Wake: UNC Asheville students combine art and engineering.

Wake: UNC Asheville students combine art and engineering.


Hello, my name is Mel Chin. I’m working here with students from the
University of North Carolina at Asheville in the STEAM Studio to create a major installation
for Times Square. The work will be called “Wake.” “Wake” is more of a sculptural commentary
from the past about human relationships to climate, and it will be coupled with a major
work called “Unmoored” that will be in the airspace of Times Square, powered by Microsoft
Corporation’s idea of mixed reality. Together, they’ll make a commentary that
will speak of the major issues of our time—how we are affecting the environment and how we
perceive and take in information. UNC Asheville students are helping to bring
a big vision to the heart of New York. I’m coming from both a background in art
and engineering, so I have a unique position in that where I understand where he’s coming
from and all of the details needing to be exactly right and for the engineering design
to follow the form. So that creates a lot of engineering challenges,
especially when we’re working with this form that is very organic. Structure doesn’t like to be organic. In 30 years in academia, I’ve never actually
experienced a student group that’s learned this much in two semesters. I’ve never watched people work as intensely
as they have. It’s taken over a lot of my conversations
lately because it’s all I’m thinking about. There are big stakes, and I’m very concerned
with rising to the occasion. I’m doing so many things that I’ve not
done before, and I’m working at a scale that I’ve never worked at before. And learning about the actual art world and
how much cooperation it takes to make anything happen. We’ve hit some bumps that we couldn’t
have possibly predicted. There are times when you’re putting up the
sculpture, you’re building something and all of a sudden a problem that was not apparent
is in your face and you have to deal with it on the spot. With all of the challenges that have come
up, everyone’s been real flexible and limber with the whole thing, and understanding that
we’re working on an art project and something that’s never been done before. Just in our campus community, we’ve had
at least 50 folks working on this project, and so to have that many people be adaptable,
be flexible and be able to show up when they need to show up is just phenomenal. People actually are seeing each other here. There’s a lot of beauty here in the exchanges
that people have. There’s a lot of growth. People are holding each other in ways here
because it’s a stressful environment, but it’s also an inspiring project.

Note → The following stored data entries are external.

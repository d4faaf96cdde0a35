//! Category-based test selection.
//!
//! Every test carries a comma-separated list of category tags. A
//! [`CategoryFilter`] holds two [`CategorySet`]s:
//!
//! - **included**: when non-empty, a test must carry at least one of these
//!   tags to be selected. When empty, every test is selected.
//! - **excluded**: a test carrying any of these tags is never selected,
//!   even if it also matches an included tag.
//!
//! Tags are trimmed and compared with ASCII case-insensitive equality, so
//! `"Network"`, `" network "` and `"NETWORK"` are the same category.
//!
//! Both sets are bounded. Configuring more distinct names than the bound is
//! rejected with [`FilterError::TooManyCategories`] and leaves the previous
//! configuration in place.


use thiserror::Error;
use tracing::{trace, warn};

/// Default bound on the number of distinct names in one [`CategorySet`].
pub const DEFAULT_MAX_CATEGORIES: usize = 16;

// ------------------------------------------------------------------------------------------------
// Error type
// ------------------------------------------------------------------------------------------------

/// Errors returned while configuring a [`CategoryFilter`].
#[derive(Debug, Error, PartialEq, Eq)]
pub enum FilterError {
    /// The list names more distinct categories than the set can hold.
    #[error("too many categories: {found} given, at most {limit} supported")]
    TooManyCategories {
        /// Configured bound.
        limit: usize,
        /// Distinct names found in the input.
        found: usize,
    },
}

// ------------------------------------------------------------------------------------------------
// Tokenizing
// ------------------------------------------------------------------------------------------------

/// Splits a comma-separated list into trimmed, non-empty tokens.
pub fn tokens(csv: &str) -> impl Iterator<Item = &str> {
    csv.split(',').map(str::trim).filter(|t| !t.is_empty())
}

// ------------------------------------------------------------------------------------------------
// CategorySet
// ------------------------------------------------------------------------------------------------

/// A bounded, ordered set of category names.
///
/// Names keep the spelling of their first occurrence; membership is
/// ASCII case-insensitive.
#[derive(Debug, Clone, PartialEq, Eq)]
pub struct CategorySet {
    names: Vec<String>,
    limit: usize,
}

impl CategorySet {
    /// Creates an empty set holding at most `limit` names.
    pub fn with_capacity(limit: usize) -> Self {
        Self {
            names: Vec::new(),
            limit,
        }
    }

    /// Parses `csv` into a new set bounded by `limit`.
    ///
    /// Duplicate names (ignoring ASCII case) are kept once and count once
    /// against the bound.
    pub fn parse(csv: &str, limit: usize) -> Result<Self, FilterError> {
        let mut names: Vec<String> = Vec::new();
        for token in tokens(csv) {
            if names.iter().any(|n| n.eq_ignore_ascii_case(token)) {
                continue;
            }
            names.push(token.to_owned());
        }

        if names.len() > limit {
            return Err(FilterError::TooManyCategories {
                limit,
                found: names.len(),
            });
        }
        Ok(Self { names, limit })
    }

    /// Replaces the whole content with the names in `csv`.
    ///
    /// On error the set is left unchanged.
    pub fn assign(&mut self, csv: &str) -> Result<(), FilterError> {
        *self = Self::parse(csv, self.limit)?;
        Ok(())
    }

    /// Returns `true` if `name` (trimmed) is in the set.
    pub fn contains(&self, name: &str) -> bool {
        let name = name.trim();
        self.names.iter().any(|n| n.eq_ignore_ascii_case(name))
    }

    /// Returns `true` if any token of `csv` is in the set.
    pub fn matches_any(&self, csv: &str) -> bool {
        tokens(csv).any(|t| self.contains(t))
    }

    /// Returns `true` if the set holds no names.
    pub fn is_empty(&self) -> bool {
        self.names.is_empty()
    }

    /// Number of distinct names held.
    pub fn len(&self) -> usize {
        self.names.len()
    }

    /// The configured bound.
    pub fn limit(&self) -> usize {
        self.limit
    }

    /// Iterates the names in configuration order.
    pub fn iter(&self) -> impl Iterator<Item = &str> {
        self.names.iter().map(String::as_str)
    }

    /// Removes every name.
    pub fn clear(&mut self) {
        self.names.clear();
    }
}

impl Default for CategorySet {
    fn default() -> Self {
        Self::with_capacity(DEFAULT_MAX_CATEGORIES)
    }
}

// ------------------------------------------------------------------------------------------------
// CategoryFilter
// ------------------------------------------------------------------------------------------------

/// Decides which tests are eligible to run.
///
/// See the [module-level documentation](self) for matching rules.
#[derive(Debug, Clone, Default, PartialEq, Eq)]
pub struct CategoryFilter {
    included: CategorySet,
    excluded: CategorySet,
}

impl CategoryFilter {
    /// Creates an unfiltered filter whose sets hold at most `limit` names each.
    pub fn with_capacity(limit: usize) -> Self {
        Self {
            included: CategorySet::with_capacity(limit),
            excluded: CategorySet::with_capacity(limit),
        }
    }

    /// Replaces the included categories.
    ///
    /// An empty or whitespace-only list selects every test.
    pub fn set_included(&mut self, csv: &str) -> Result<(), FilterError> {
        self.included.assign(csv).inspect_err(|e| {
            warn!(categories = csv, error = %e, "rejected included categories");
        })
    }

    /// Replaces the excluded categories.
    ///
    /// An empty or whitespace-only list excludes nothing.
    pub fn set_excluded(&mut self, csv: &str) -> Result<(), FilterError> {
        self.excluded.assign(csv).inspect_err(|e| {
            warn!(categories = csv, error = %e, "rejected excluded categories");
        })
    }

    /// Returns `true` if a test tagged with `entry_categories` should run.
    ///
    /// Pure: the result depends only on the arguments and the current
    /// configuration.
    pub fn is_eligible(&self, entry_categories: &str) -> bool {
        let selected = self.included.is_empty() || self.included.matches_any(entry_categories);
        let eligible = selected
            && (self.excluded.is_empty() || !self.excluded.matches_any(entry_categories));

        trace!(categories = entry_categories, eligible, "category filter");
        eligible
    }

    /// The included set.
    pub fn included(&self) -> &CategorySet {
        &self.included
    }

    /// The excluded set.
    pub fn excluded(&self) -> &CategorySet {
        &self.excluded
    }

    /// Returns `true` when neither set holds a name, i.e. every test is eligible.
    pub fn is_unfiltered(&self) -> bool {
        self.included.is_empty() && self.excluded.is_empty()
    }

    /// Resets both sets.
    pub fn clear(&mut self) {
        self.included.clear();
        self.excluded.clear();
    }
}
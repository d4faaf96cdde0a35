mod tests_process;
//! # tinyunit
//!
//! A minimal test harness: an ordered registry of test functions, a
//! category filter deciding which of them run, a sequential runner that
//! times every test, and a family of typed assertions that print a precise
//! diagnostic and abort the process on the first failure.
//!
//! ## Quick Start
//!
//! ```rust,no_run
//! use tinyunit::{Harness, check_eq, check_mem_hex_eq, test_list};
//!
//! fn parse_header() -> i32 {
//!     let header = [0xCA_u8, 0xFE, 0x01];
//!     check_mem_hex_eq!(header, [0xCA_u8, 0xFE, 0x01], 3);
//!     0
//! }
//!
//! fn checksum() -> i32 {
//!     check_eq!(0x0F ^ 0xF0, 0xFF);
//!     0
//! }
//!
//! let mut harness = Harness::new(test_list![
//!     parse_header => "codec,fast",
//!     checksum => "codec",
//! ]);
//!
//! // Run only `codec` tests that are not `slow`.
//! harness.set_included_categories("codec").unwrap();
//! harness.set_excluded_categories("slow").unwrap();
//!
//! let report = harness.run().unwrap();
//! assert_eq!(report.total, 2);
//! ```
//!
//! ## Features
//!
//! - **Category selection**: include and exclude lists, case-insensitive,
//!   exclusion wins.
//! - **Deterministic order**: tests run one at a time, in registration order.
//! - **Timing**: per-test and total wall time on standard output.
//! - **Fail-fast assertions**: integer, unsigned, float, string, bounded
//!   memory (text or hex) and pointer checks; a failure aborts the process
//!   after writing `file`, `line`, both source expressions and both values.
//! - **Command line**: [`Harness::main`] reads `--categories`, `--exclude`,
//!   `--no-color` and `--list`.

pub mod assert;
pub mod filter;
pub mod platform;
pub mod registry;
pub mod runner;

use std::ffi::OsString;
use std::io::{self, Write};
use std::process::ExitCode;

use clap::Parser;
use thiserror::Error;
use tracing::{error, info, warn};

pub use filter::{CategoryFilter, CategorySet, FilterError};
pub use registry::{Registry, TestEntry, TestFn};
pub use runner::{RunReport, Runner, RunnerConfig, RunnerError, TestOutcome};

/// Exit code used when writing progress output fails.
pub const EXIT_FAILURE: u8 = 1;

/// Exit code used when the command line or configuration is rejected.
pub const EXIT_USAGE: u8 = 2;

// ------------------------------------------------------------------------------------------------
// Configuration
// ------------------------------------------------------------------------------------------------

/// Configuration for a [`Harness`].
///
/// All fields have sensible defaults via [`HarnessConfig::default()`].
/// The configuration is validated by [`Harness::with_config`].
///
/// # Example
///
/// ```rust
/// use tinyunit::HarnessConfig;
///
/// let config = HarnessConfig {
///     ansi: false,
///     ..HarnessConfig::default()
/// };
/// ```
#[derive(Debug, Clone, Copy, PartialEq, Eq)]
pub struct HarnessConfig {
    /// Maximum number of distinct names in the included list, and
    /// separately in the excluded list.
    ///
    /// Default: 16. Must be ≥ 1.
    pub max_categories: usize,

    /// Colour progress lines with ANSI escapes.
    ///
    /// Ignored when the `NO_COLOR` environment variable is set.
    ///
    /// Default: `true`.
    pub ansi: bool,
}

impl Default for HarnessConfig {
    fn default() -> Self {
        Self {
            max_categories: filter::DEFAULT_MAX_CATEGORIES,
            ansi: true,
        }
    }
}

impl HarnessConfig {
    /// Validates all configuration parameters.
    fn validate(&self) -> Result<(), HarnessError> {
        if self.max_categories < 1 {
            return Err(HarnessError::InvalidConfig(
                "max_categories must be >= 1".into(),
            ));
        }
        Ok(())
    }

    /// Converts to the runner configuration.
    ///
    /// Colour stays on only if the console accepts ANSI escapes.
    fn to_runner_config(self) -> RunnerConfig {
        let ansi = self.ansi
            && platform::ansi_supported()
            && platform::enable_virtual_terminal()
                .inspect_err(|e| warn!(error = %e, "console rejected ANSI mode, colour disabled"))
                .is_ok();
        RunnerConfig { ansi }
    }
}

// ------------------------------------------------------------------------------------------------
// Error type
// ------------------------------------------------------------------------------------------------

/// Errors returned by [`Harness`] operations.
#[derive(Debug, Error)]
pub enum HarnessError {
    /// Invalid configuration parameter.
    #[error("invalid config: {0}")]
    InvalidConfig(String),

    /// A category list was rejected.
    #[error("{0}")]
    Filter(#[from] FilterError),

    /// The runner failed to write its output.
    #[error("{0}")]
    Runner(#[from] RunnerError),
}

impl HarnessError {
    /// Process exit code reported by [`Harness::main`] for this error.
    pub fn exit_code(&self) -> u8 {
        match self {
            Self::InvalidConfig(_) | Self::Filter(_) => EXIT_USAGE,
            Self::Runner(_) => EXIT_FAILURE,
        }
    }
}

// ------------------------------------------------------------------------------------------------
// Command line
// ------------------------------------------------------------------------------------------------

/// Command-line options understood by [`Harness::main`].
#[derive(Parser, Debug, Clone, Default, PartialEq, Eq)]
#[command(about = "Run the registered tests", long_about = None)]
pub struct HarnessArgs {
    /// Run only tests tagged with one of these comma-separated categories
    #[arg(short = 'c', long, value_name = "CSV")]
    pub categories: Option<String>,

    /// Skip tests tagged with any of these comma-separated categories
    #[arg(short = 'x', long, value_name = "CSV")]
    pub exclude: Option<String>,

    /// Print progress without ANSI colours
    #[arg(long)]
    pub no_color: bool,

    /// Print the selected tests without running them
    #[arg(long)]
    pub list: bool,
}

// ------------------------------------------------------------------------------------------------
// Harness
// ------------------------------------------------------------------------------------------------

/// A registry together with the filter and settings that govern its runs.
///
/// Configuration takes `&mut self` and running takes `&self`, so a filter
/// can never change while a run is in progress.
#[derive(Debug)]
pub struct Harness {
    registry: Registry,
    filter: CategoryFilter,
    config: HarnessConfig,
}

impl Harness {
    /// Creates a harness with the default configuration.
    pub fn new(registry: Registry) -> Self {
        let config = HarnessConfig::default();
        Self {
            registry,
            filter: CategoryFilter::with_capacity(config.max_categories),
            config,
        }
    }

    /// Creates a harness with a custom configuration.
    ///
    /// # Errors
    ///
    /// Returns [`HarnessError::InvalidConfig`] if any configuration parameter
    /// is out of range.
    pub fn with_config(registry: Registry, config: HarnessConfig) -> Result<Self, HarnessError> {
        config.validate()?;
        Ok(Self {
            registry,
            filter: CategoryFilter::with_capacity(config.max_categories),
            config,
        })
    }

    /// Selects tests by category. The previous selection is replaced.
    ///
    /// An empty or whitespace-only list selects every test.
    ///
    /// # Errors
    ///
    /// Returns [`HarnessError::Filter`] if the list names more distinct
    /// categories than [`HarnessConfig::max_categories`]; the previous
    /// selection then stays in effect.
    pub fn set_included_categories(&mut self, csv: &str) -> Result<(), HarnessError> {
        Ok(self.filter.set_included(csv)?)
    }

    /// Excludes tests by category. The previous exclusions are replaced.
    ///
    /// An empty or whitespace-only list excludes nothing.
    ///
    /// # Errors
    ///
    /// Same as [`Harness::set_included_categories`].
    pub fn set_excluded_categories(&mut self, csv: &str) -> Result<(), HarnessError> {
        Ok(self.filter.set_excluded(csv)?)
    }

    /// The registered tests.
    pub fn registry(&self) -> &Registry {
        &self.registry
    }

    /// The current filter.
    pub fn filter(&self) -> &CategoryFilter {
        &self.filter
    }

    /// The harness configuration.
    pub fn config(&self) -> &HarnessConfig {
        &self.config
    }

    /// Runs the selected tests, printing progress to standard output.
    ///
    /// Returns after the last selected test. If a test fails an assertion
    /// the process aborts inside that test and this never returns.
    pub fn run(&self) -> Result<RunReport, HarnessError> {
        Ok(self.runner().run(&self.registry, &self.filter)?)
    }

    /// Runs the selected tests, printing progress to `out`.
    pub fn run_to<W: Write>(&self, out: &mut W) -> Result<RunReport, HarnessError> {
        Ok(self.runner().run_to(&self.registry, &self.filter, out)?)
    }

    /// Applies parsed command-line options, then lists or runs tests,
    /// writing progress to `out`.
    ///
    /// Returns the number of tests selected.
    pub fn run_with_args<W: Write>(
        &mut self,
        args: &HarnessArgs,
        out: &mut W,
    ) -> Result<usize, HarnessError> {
        if let Some(csv) = &args.categories {
            self.set_included_categories(csv)?;
        }
        if let Some(csv) = &args.exclude {
            self.set_excluded_categories(csv)?;
        }
        if args.no_color {
            self.config.ansi = false;
        }

        if args.list {
            return Ok(self.runner().list_to(&self.registry, &self.filter, out)?);
        }
        Ok(self.run_to(out)?.total)
    }

    /// Parses `args` (program name first) and runs.
    ///
    /// Usage errors and rejected category lists are printed to standard
    /// error and yield exit code [`EXIT_USAGE`]. Failing to write progress
    /// yields [`EXIT_FAILURE`]. `--help` and `--version` print and yield
    /// success.
    pub fn main_from<I, T>(mut self, args: I) -> ExitCode
    where
        I: IntoIterator<Item = T>,
        T: Into<OsString> + Clone,
    {
        let args = match HarnessArgs::try_parse_from(args) {
            Ok(args) => args,
            Err(e) => {
                let _ = e.print();
                return if e.use_stderr() {
                    ExitCode::from(EXIT_USAGE)
                } else {
                    ExitCode::SUCCESS
                };
            }
        };

        // Unlocked: test bodies and their threads print to stdout too.
        match self.run_with_args(&args, &mut io::stdout()) {
            Ok(selected) => {
                info!(selected, "harness finished");
                ExitCode::SUCCESS
            }
            Err(e) => {
                error!(error = %e, "harness failed");
                eprintln!("error: {e}");
                ExitCode::from(e.exit_code())
            }
        }
    }

    /// Entry point for a test binary: parses the process arguments and runs.
    ///
    /// ```rust,no_run
    /// use std::process::ExitCode;
    /// use tinyunit::{Harness, check, test_list};
    ///
    /// fn smoke() -> i32 {
    ///     check!(true);
    ///     0
    /// }
    ///
    /// fn main() -> ExitCode {
    ///     Harness::new(test_list![smoke => "fast"]).main()
    /// }
    /// ```
    pub fn main(self) -> ExitCode {
        self.main_from(std::env::args_os())
    }

    fn runner(&self) -> Runner {
        Runner::new(self.config.to_runner_config())
    }
}
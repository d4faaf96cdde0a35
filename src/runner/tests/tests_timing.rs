//! Timing with the real monotonic clock.

use crate::filter::CategoryFilter;
use crate::platform::{StepClock, sleep_ms};
use crate::registry::{Registry, TestEntry};
use crate::runner::tests::helpers::init_tracing;
use crate::runner::{Runner, RunnerConfig};

#[test]
fn sleeping_test_reports_at_least_its_sleep() {
    init_tracing();

    let registry = Registry::new(vec![TestEntry::new("sleepy", "slow", || {
        sleep_ms(50);
        0
    })]);
    let report = Runner::new(RunnerConfig { ansi: false })
        .run_to(&registry, &CategoryFilter::default(), &mut Vec::new())
        .unwrap();

    assert!(report.outcomes[0].elapsed_ms >= 50);
    assert!(report.elapsed_ms >= report.outcomes[0].elapsed_ms);
}

#[test]
fn total_covers_every_test() {
    init_tracing();

    let registry = Registry::new(vec![
        TestEntry::new("a", "", || {
            sleep_ms(20);
            0
        }),
        TestEntry::new("b", "", || {
            sleep_ms(20);
            0
        }),
    ]);
    let report = Runner::new(RunnerConfig { ansi: false })
        .run_to(&registry, &CategoryFilter::default(), &mut Vec::new())
        .unwrap();

    let sum: u64 = report.outcomes.iter().map(|o| o.elapsed_ms).sum();
    assert!(report.elapsed_ms >= sum);
    assert!(report.elapsed_ms >= 40);
}

#[test]
fn step_clock_gives_exact_durations() {
    init_tracing();

    let registry = Registry::new(vec![TestEntry::new("a", "", || 0)]);
    let runner = Runner::with_clock(RunnerConfig { ansi: false }, StepClock::new(1_000, 250));
    let report = runner
        .run_to(&registry, &CategoryFilter::default(), &mut Vec::new())
        .unwrap();

    assert_eq!(report.outcomes[0].elapsed_ms, 250);
    assert_eq!(report.elapsed_ms, 750);
}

It reminds me what community can look like,
and it reminds me that people can come together behind a common cause and make incredible
things happen. I think people are going to go to Times Square
expecting to see the usual, and instead they’re going to be confronted by history. They’re going to be confronted by environmental
troubles. They’re going to be confronted by their
size—the size of the individual. That’s something that I’ve been confronted
with on the daily with this project. That, yeah, I’m a small person, especially
in comparison to this physically 22 feet-tall statue, but at the same time, I’m small in comparison
to the amount of strife and the amount of beautiful things that are happening in the
world. Hopefully people in Times Square will have
that same feeling when they see the project. If we can realize this, if we can make this,
then we can do just about anything.

2 thoughts on “Wake: UNC Asheville students combine art and engineering.

  1. This is absolutely inspirational! Talk about teaching innovation and the flexibility needed to keep up with the growth in our society. Thank you for sharing!